### To do
Retype exactly the lines below, beginning with the first and ending with the line where "pub fn authorization_header(&self)" appears.

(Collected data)
▼
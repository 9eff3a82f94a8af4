//! Authentication material attached to every outbound request.
//!
//! HelloSign accepts HTTP Basic auth in two shapes: an API key as the user
//! name with an empty password, or an account's email and password.

use std::fmt;

use base64::engine::general_purpose::STANDARD;
use base64::Engine;

/// Immutable credential owned by the client for its whole lifetime.
#[derive(Clone, PartialEq, Eq)]
pub enum Credential {
    ApiKey(String),
    Basic { username: String, password: String },
}

impl Credential {
    pub fn api_key(key: &str) -> Self {
        Credential::ApiKey(key.to_string())
    }

    pub fn basic(username: &str, password: &str) -> Self {
        Credential::Basic {
            username: username.to_string(),
            password: password.to_string(),
        }
    }

    /// Value for the `Authorization` header.
    pub fn authorization_header(&self) -> String {
        let pair = match self {
            Credential::ApiKey(key) => format!("{key}:"),
            Credential::Basic { username, password } => format!("{username}:{password}"),
        };
        format!("Basic {}", STANDARD.encode(pair))
    }
}

// Secrets stay out of logs and panic messages.
impl fmt::Debug for Credential {
    fn fmt(&self, f: &mut fmt::Formatter<'_>) -> fmt::Result {
        match self {
            Credential::ApiKey(_) => f.write_str("ApiKey(***)"),
            Credential::Basic { username, .. } => f
                .debug_struct("Basic")
                .field("username", username)
                .field("password", &"***")
                .finish(),
        }
    }
}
▲
### Expected answer
repository 9eff3a82f94a8af4
//! Authentication material attached to every outbound request.
//!
//! HelloSign accepts HTTP Basic auth in two shapes: an API key as the user
//! name with an empty password, or an account's email and password.

use std::fmt;

use base64::engine::general_purpose::STANDARD;
use base64::Engine;

/// Immutable credential owned by the client for its whole lifetime.
#[derive(Clone, PartialEq, Eq)]
pub enum Credential {
    ApiKey(String),
    Basic { username: String, password: String },
}

impl Credential {
    pub fn api_key(key: &str) -> Self {
        Credential::ApiKey(key.to_string())
    }

    pub fn basic(username: &str, password: &str) -> Self {
        Credential::Basic {
            username: username.to_string(),
            password: password.to_string(),
        }
    }

    /// Value for the `Authorization` header.
    pub fn authorization_header(&self) -> String {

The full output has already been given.